Quando i numeri si fanno importanti, le polemiche sono da mettere in conto. E questa volta, le lamentele non sono state poche.
Sui social, si è scatenata la bufera subito dopo lo spegnimento dei riflettori. Sono moltissimi i commenti che contestano vari aspetti della gestione dell’evento, con particolare focus sulla sicurezza e sugli accessi in piazza. Oltre alla gestione dei flussi, in tanti lamentano di essere rimasti fuori a causa del contingente numerico degli ingressi.

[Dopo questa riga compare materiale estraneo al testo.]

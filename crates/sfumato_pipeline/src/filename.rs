//! SEO filename synthesis from a keyword and a content description.
//!
//! ```
//! use sfumato_pipeline::filename::synthesize;
//!
//! assert_eq!(
//!     synthesize("Blue Shoes", "stylish blue athletic shoes", "jpg"),
//!     "blue-shoes-stylish-blue-athletic-shoes.jpg"
//! );
//! ```

use regex::Regex;
use std::sync::LazyLock;
use tracing::warn;

/// Upper bound on base name plus dot plus extension.
pub const MAX_FILENAME_LEN: usize = 200;

static DISALLOWED: LazyLock<Result<Regex, regex::Error>> =
    LazyLock::new(|| Regex::new(r"[^a-z0-9\s-]"));
static WHITESPACE: LazyLock<Result<Regex, regex::Error>> = LazyLock::new(|| Regex::new(r"\s+"));
static HYPHENS: LazyLock<Result<Regex, regex::Error>> = LazyLock::new(|| Regex::new(r"-+"));

struct Patterns {
    disallowed: &'static Regex,
    whitespace: &'static Regex,
    hyphens: &'static Regex,
}

impl Patterns {
    fn get() -> Result<Self, &'static regex::Error> {
        Ok(Self {
            disallowed: DISALLOWED.as_ref()?,
            whitespace: WHITESPACE.as_ref()?,
            hyphens: HYPHENS.as_ref()?,
        })
    }

    fn normalize(&self, input: &str) -> String {
        let lowered = input.to_lowercase();
        let stripped = self.disallowed.replace_all(lowered.trim(), "");
        let hyphenated = self.whitespace.replace_all(&stripped, "-");
        self.hyphens.replace_all(&hyphenated, "-").into_owned()
    }
}

/// Normalize free text into the filename alphabet.
///
/// Lowercases, trims, drops characters outside `[a-z0-9\s-]`, and turns
/// whitespace and hyphen runs into single hyphens. Edge hyphens are kept.
/// Returns `None` only if the normalization patterns are unavailable.
pub fn normalize(input: &str) -> Option<String> {
    Patterns::get().ok().map(|patterns| patterns.normalize(input))
}

/// Build `"{keyword}-{description}.{extension}"` in normalized form.
///
/// Never fails. Both parts may be empty, in which case the result is the bare
/// `".{extension}"`. The base is cut so the whole name fits
/// [`MAX_FILENAME_LEN`].
pub fn synthesize(keyword: &str, description: &str, extension: &str) -> String {
    match Patterns::get() {
        Ok(patterns) => compose(&patterns, keyword, description, extension),
        Err(e) => {
            warn!(error = %e, "Filename patterns unavailable, using timestamp name");
            fallback_name(extension)
        }
    }
}

/// Timestamp name used when normalization itself cannot run.
pub fn fallback_name(extension: &str) -> String {
    format!("image-{}.{}", chrono::Utc::now().timestamp_millis(), extension)
}

fn compose(patterns: &Patterns, keyword: &str, description: &str, extension: &str) -> String {
    let keyword = patterns.normalize(keyword);
    let description = patterns.normalize(description);
    let description = description.trim_matches('-');

    let base = match (keyword.is_empty(), description.is_empty()) {
        (false, false) => patterns
            .hyphens
            .replace_all(&format!("{}-{}", keyword, description), "-")
            .into_owned(),
        (false, true) => keyword,
        (true, false) => description.to_string(),
        (true, true) => String::new(),
    };

    let limit = MAX_FILENAME_LEN.saturating_sub(extension.len() + 1);
    let base = if base.chars().count() > limit {
        let cut: String = base.chars().take(limit).collect();
        cut.trim_end_matches('-').to_string()
    } else {
        base
    };

    format!("{}.{}", base, extension)
}

#[cfg(test)]
mod tests {
    use super::*;

    #[test]
    fn end_to_end_example() {
        assert_eq!(
            synthesize("Blue Shoes", "stylish blue athletic shoes", "jpg"),
            "blue-shoes-stylish-blue-athletic-shoes.jpg"
        );
    }

    #[test]
    fn empty_inputs_yield_bare_extension() {
        assert_eq!(synthesize("", "", "jpg"), ".jpg");
        assert_eq!(synthesize("  ", "!!!", "png"), ".png");
    }

    #[test]
    fn single_part_is_used_alone() {
        assert_eq!(synthesize("Summer Sale", "", "png"), "summer-sale.png");
        assert_eq!(synthesize("", "A red car.", "jpg"), "a-red-car.jpg");
    }

    #[test]
    fn description_edge_hyphens_are_trimmed() {
        assert_eq!(synthesize("", "- red car -", "jpg"), "red-car.jpg");
    }

    #[test]
    fn keyword_keeps_leading_hyphen() {
        assert_eq!(synthesize("-promo", "red car", "jpg"), "-promo-red-car.jpg");
    }

    #[test]
    fn keyword_trailing_hyphen_does_not_double_at_seam() {
        assert_eq!(synthesize("promo-", "red car", "jpg"), "promo-red-car.jpg");
        assert_eq!(synthesize("promo -", "", "jpg"), "promo-.jpg");
    }

    #[test]
    fn punctuation_and_unicode_are_stripped() {
        assert_eq!(
            synthesize("Café & Co.", "Ürban  loft\tinterior", "jpg"),
            "caf-co-rban-loft-interior.jpg"
        );
    }

    #[test]
    fn long_names_are_bounded_without_trailing_hyphen() {
        let description = "ab ".repeat(200);
        let name = synthesize("keyword", &description, "jpg");
        assert!(name.len() <= MAX_FILENAME_LEN);
        assert!(name.ends_with(".jpg"));
        assert!(!name.contains("-.jpg"));
    }

    #[test]
    fn normalize_matches_synthesize_alphabet() {
        assert_eq!(normalize(" Hello   World ").as_deref(), Some("hello-world"));
        assert_eq!(normalize("a -- b").as_deref(), Some("a-b"));
    }

    #[test]
    fn fallback_name_has_timestamp_shape() {
        let name = fallback_name("png");
        let stamp = name
            .strip_prefix("image-")
            .and_then(|rest| rest.strip_suffix(".png"))
            .unwrap();
        assert!(stamp.parse::<i64>().unwrap() > 0);
    }
}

La protesta si fa però più accesa di fronte a presunti favoritismi: molti testimoniano di aver visto altre persone entrare nello stesso momento e senza apparenti restrizioni, non si sa bene a quale titolo.
I disagi non hanno risparmiato nemmeno gli addetti ai lavori. La gestione dei pass e dei varchi dedicati ha sollevato non poche polemiche.
L’accesso per i media, fissato su Via Paradiso, ha costretto i reporter ad un lungo tragitto per arrivare in piazza. Una volta arrivati, i giornalisti si sono trovati a operare in una posizione decisamente scomoda e, beffa oltre al danno, circondati da numerose persone che usufruivano indebitamente dei pass stampa senza averne alcun diritto.
Un quadro che lascia l’amaro in bocca per un evento che, dal punto di vista prettamente artistico, era stato un successo.